- **AIM OF THE EXERCISE**
Of all the lines below, output only those starting at the one with "Serialized as a" and ending at the one with "pub struct LatLon", both ends included, exactly as written.

- **DATA PROVIDED**

>>>>>

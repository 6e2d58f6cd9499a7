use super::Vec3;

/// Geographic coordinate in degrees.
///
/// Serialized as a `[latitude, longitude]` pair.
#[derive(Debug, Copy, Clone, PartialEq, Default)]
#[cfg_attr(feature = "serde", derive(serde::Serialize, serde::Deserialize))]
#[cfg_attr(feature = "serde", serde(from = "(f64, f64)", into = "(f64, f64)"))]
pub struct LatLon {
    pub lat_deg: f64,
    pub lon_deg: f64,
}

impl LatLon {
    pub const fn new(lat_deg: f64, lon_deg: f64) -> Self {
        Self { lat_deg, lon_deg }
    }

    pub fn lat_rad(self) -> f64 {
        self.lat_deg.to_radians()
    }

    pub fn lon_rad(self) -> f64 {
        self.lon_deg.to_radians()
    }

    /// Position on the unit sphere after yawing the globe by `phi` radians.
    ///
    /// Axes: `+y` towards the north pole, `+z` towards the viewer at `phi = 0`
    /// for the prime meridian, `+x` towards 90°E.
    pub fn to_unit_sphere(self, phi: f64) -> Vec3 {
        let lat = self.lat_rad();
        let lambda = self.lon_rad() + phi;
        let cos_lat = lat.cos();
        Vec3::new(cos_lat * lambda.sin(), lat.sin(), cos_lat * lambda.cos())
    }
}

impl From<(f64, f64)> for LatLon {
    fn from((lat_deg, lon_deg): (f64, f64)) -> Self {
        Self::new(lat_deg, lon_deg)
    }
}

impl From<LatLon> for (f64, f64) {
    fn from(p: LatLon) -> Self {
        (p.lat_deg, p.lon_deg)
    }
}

<<<<<

- **TASK ANSWER**
/// Serialized as a `[latitude, longitude]` pair.
#[derive(Debug, Copy, Clone, PartialEq, Default)]
#[cfg_attr(feature = "serde", derive(serde::Serialize, serde::Deserialize))]
#[cfg_attr(feature = "serde", serde(from = "(f64, f64)", into = "(f64, f64)"))]
pub struct LatLon {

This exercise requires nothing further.